//! Board corner interpolation from detected markers.
//!
//! ## Prediction
//!
//! - With intrinsics: an approximate board pose is solved from all marker
//!   corners and every inner corner is projected through it (lens distortion
//!   included).
//! - Without intrinsics, or when that pose cannot be solved: each detected
//!   marker contributes a local board-to-image homography from its four
//!   corners, and a corner's prediction is the mean over its adjacent markers.
//!
//! ## Selection and refinement
//!
//! A corner is kept only when at least `min_markers` of its adjacent markers
//! were detected. Kept corners are refined on the grayscale image with
//! [`refine_corner_subpix`](super::refine_corner_subpix); the window scales
//! with the apparent square size unless fixed in the parameters.

use super::refine::marker_correspondences;
use super::subpix::{refine_corner_subpix, SubpixParams};
use super::{BoardCorners, MarkerDetections, Quad};
use crate::board::CharucoBoard;
use crate::params::InterpolationParams;
use charuco_pose_core::{
    homography_from_4pt, solve_planar_pose, BoardPose, CameraIntrinsics, GrayImageView, Homography,
    PoseSolveParams,
};
use nalgebra::{Point2, Point3};
use std::collections::HashMap;

const MIN_HALF_WINDOW: f64 = 2.0;
const MAX_HALF_WINDOW: f64 = 10.0;

struct DetectedMarker<'a> {
    quad: &'a Quad,
    homography: Option<Homography>,
}

pub(super) fn interpolate_corners(
    image: &GrayImageView<'_>,
    board: &CharucoBoard,
    detections: &MarkerDetections,
    camera: Option<&CameraIntrinsics>,
    params: &InterpolationParams,
    pose_params: &PoseSolveParams,
) -> BoardCorners {
    let mut markers: HashMap<u32, DetectedMarker<'_>> = HashMap::new();
    for (&id, quad) in detections.ids.iter().zip(&detections.corners) {
        let Some(obj) = board.marker_object_corners(id) else {
            continue;
        };
        markers.insert(
            id as u32,
            DetectedMarker {
                quad,
                homography: homography_from_4pt(&obj, quad),
            },
        );
    }
    if markers.is_empty() {
        return BoardCorners::default();
    }

    let pose = camera.and_then(|cam| {
        let (object, img) = marker_correspondences(board, detections);
        solve_planar_pose(&object, &img, cam, pose_params).map(|pose| (cam, pose))
    });

    let ratio = board.spec().square_size_m / board.spec().marker_size_m;
    let mut out = BoardCorners::default();
    for corner_id in 0..board.corner_count() as u32 {
        let adjacent: Vec<&DetectedMarker<'_>> = board
            .adjacent_markers(corner_id)
            .iter()
            .filter_map(|m| markers.get(m))
            .collect();
        if adjacent.is_empty() || adjacent.len() < params.min_markers {
            continue;
        }
        let Some(object) = board.corner_object_xy(corner_id) else {
            continue;
        };

        let predicted = pose
            .and_then(|(cam, board_pose)| project_corner(cam, &board_pose, object))
            .or_else(|| mean_local_prediction(&adjacent, object));
        let Some(predicted) = predicted else {
            continue;
        };
        if !image.contains(predicted.x, predicted.y) {
            continue;
        }

        let subpix = SubpixParams {
            half_window: half_window(params, &adjacent, ratio),
            max_iterations: params.subpix_max_iterations,
            epsilon: params.subpix_epsilon,
        };
        out.ids.push(corner_id);
        out.corners.push(refine_corner_subpix(image, predicted, &subpix));
    }
    out
}

fn project_corner(
    camera: &CameraIntrinsics,
    pose: &BoardPose,
    object: Point2<f64>,
) -> Option<Point2<f64>> {
    camera.project(&pose.transform_point(&Point3::new(object.x, object.y, 0.0)))
}

fn mean_local_prediction(adjacent: &[&DetectedMarker<'_>], object: Point2<f64>) -> Option<Point2<f64>> {
    let predictions: Vec<Point2<f64>> = adjacent
        .iter()
        .filter_map(|m| m.homography.as_ref())
        .map(|h| h.apply(object))
        .filter(|p| p.x.is_finite() && p.y.is_finite())
        .collect();
    if predictions.is_empty() {
        return None;
    }
    let n = predictions.len() as f64;
    let (sx, sy) = predictions
        .iter()
        .fold((0.0, 0.0), |(ax, ay), p| (ax + p.x, ay + p.y));
    Some(Point2::new(sx / n, sy / n))
}

fn half_window(params: &InterpolationParams, adjacent: &[&DetectedMarker<'_>], ratio: f64) -> usize {
    if params.subpix_half_window > 0 {
        return params.subpix_half_window;
    }
    let side = adjacent
        .iter()
        .map(|m| {
            let q = m.quad;
            (0..4).map(|k| (q[(k + 1) % 4] - q[k]).norm()).sum::<f64>() / 4.0
        })
        .sum::<f64>()
        / adjacent.len() as f64;
    // Quarter of the apparent square side.
    (0.25 * side * ratio).clamp(MIN_HALF_WINDOW, MAX_HALF_WINDOW) as usize
}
::::::
== INSTRUCTIONS TO FOLLOW ==
Each record should be returned precisely as written.

== REPLY TO THE EXERCISE ==
//! Board corner interpolation from detected markers.
//!
//! ## Prediction
//!
//! - With intrinsics: an approximate board pose is solved from all marker
//!   corners and every inner corner is projected through it (lens distortion
//!   included).
//! - Without intrinsics, or when that pose cannot be solved: each detected
//!   marker contributes a local board-to-image homography from its four
//!   corners, and a corner's prediction is the mean over its adjacent markers.
//!
//! ## Selection and refinement
//!
//! A corner is kept only when at least `min_markers` of its adjacent markers
//! were detected. Kept corners are refined on the grayscale image with
//! [`refine_corner_subpix`](super::refine_corner_subpix); the window scales
//! with the apparent square size unless fixed in the parameters.

use super::refine::marker_correspondences;
use super::subpix::{refine_corner_subpix, SubpixParams};
use super::{BoardCorners, MarkerDetections, Quad};
use crate::board::CharucoBoard;
use crate::params::InterpolationParams;
use charuco_pose_core::{
    homography_from_4pt, solve_planar_pose, BoardPose, CameraIntrinsics, GrayImageView, Homography,
    PoseSolveParams,
};
use nalgebra::{Point2, Point3};
use std::collections::HashMap;

const MIN_HALF_WINDOW: f64 = 2.0;
const MAX_HALF_WINDOW: f64 = 10.0;

struct DetectedMarker<'a> {
    quad: &'a Quad,
    homography: Option<Homography>,
}

pub(super) fn interpolate_corners(
    image: &GrayImageView<'_>,
    board: &CharucoBoard,
    detections: &MarkerDetections,
    camera: Option<&CameraIntrinsics>,
    params: &InterpolationParams,
    pose_params: &PoseSolveParams,
) -> BoardCorners {
    let mut markers: HashMap<u32, DetectedMarker<'_>> = HashMap::new();
    for (&id, quad) in detections.ids.iter().zip(&detections.corners) {
        let Some(obj) = board.marker_object_corners(id) else {
            continue;
        };
        markers.insert(
            id as u32,
            DetectedMarker {
                quad,
                homography: homography_from_4pt(&obj, quad),
            },
        );
    }
    if markers.is_empty() {
        return BoardCorners::default();
    }

    let pose = camera.and_then(|cam| {
        let (object, img) = marker_correspondences(board, detections);
        solve_planar_pose(&object, &img, cam, pose_params).map(|pose| (cam, pose))
    });

    let ratio = board.spec().square_size_m / board.spec().marker_size_m;
    let mut out = BoardCorners::default();
    for corner_id in 0..board.corner_count() as u32 {
        let adjacent: Vec<&DetectedMarker<'_>> = board
            .adjacent_markers(corner_id)
            .iter()
            .filter_map(|m| markers.get(m))
            .collect();
        if adjacent.is_empty() || adjacent.len() < params.min_markers {
            continue;
        }
        let Some(object) = board.corner_object_xy(corner_id) else {
            continue;
        };

        let predicted = pose
            .and_then(|(cam, board_pose)| project_corner(cam, &board_pose, object))
            .or_else(|| mean_local_prediction(&adjacent, object));
        let Some(predicted) = predicted else {
            continue;
        };
        if !image.contains(predicted.x, predicted.y) {
            continue;
        }

        let subpix = SubpixParams {
            half_window: half_window(params, &adjacent, ratio),
            max_iterations: params.subpix_max_iterations,
            epsilon: params.subpix_epsilon,
        };
        out.ids.push(corner_id);
        out.corners.push(refine_corner_subpix(image, predicted, &subpix));
    }
    out
}

fn project_corner(
    camera: &CameraIntrinsics,
    pose: &BoardPose,
    object: Point2<f64>,
) -> Option<Point2<f64>> {
    camera.project(&pose.transform_point(&Point3::new(object.x, object.y, 0.0)))
}

fn mean_local_prediction(adjacent: &[&DetectedMarker<'_>], object: Point2<f64>) -> Option<Point2<f64>> {
    let predictions: Vec<Point2<f64>> = adjacent
        .iter()
        .filter_map(|m| m.homography.as_ref())
        .map(|h| h.apply(object))
        .filter(|p| p.x.is_finite() && p.y.is_finite())
        .collect();
    if predictions.is_empty() {
        return None;
    }
    let n = predictions.len() as f64;
    let (sx, sy) = predictions
        .iter()
        .fold((0.0, 0.0), |(ax, ay), p| (ax + p.x, ay + p.y));
    Some(Point2::new(sx / n, sy / n))
}

fn half_window(params: &InterpolationParams, adjacent: &[&DetectedMarker<'_>], ratio: f64) -> usize {
    if params.subpix_half_window > 0 {
        return params.subpix_half_window;
    }
    let side = adjacent
        .iter()
        .map(|m| {
            let q = m.quad;
            (0..4).map(|k| (q[(k + 1) % 4] - q[k]).norm()).sum::<f64>() / 4.0
        })
        .sum::<f64>()
        / adjacent.len() as f64;
    // Quarter of the apparent square side.
    (0.25 * side * ratio).clamp(MIN_HALF_WINDOW, MAX_HALF_WINDOW) as usize
}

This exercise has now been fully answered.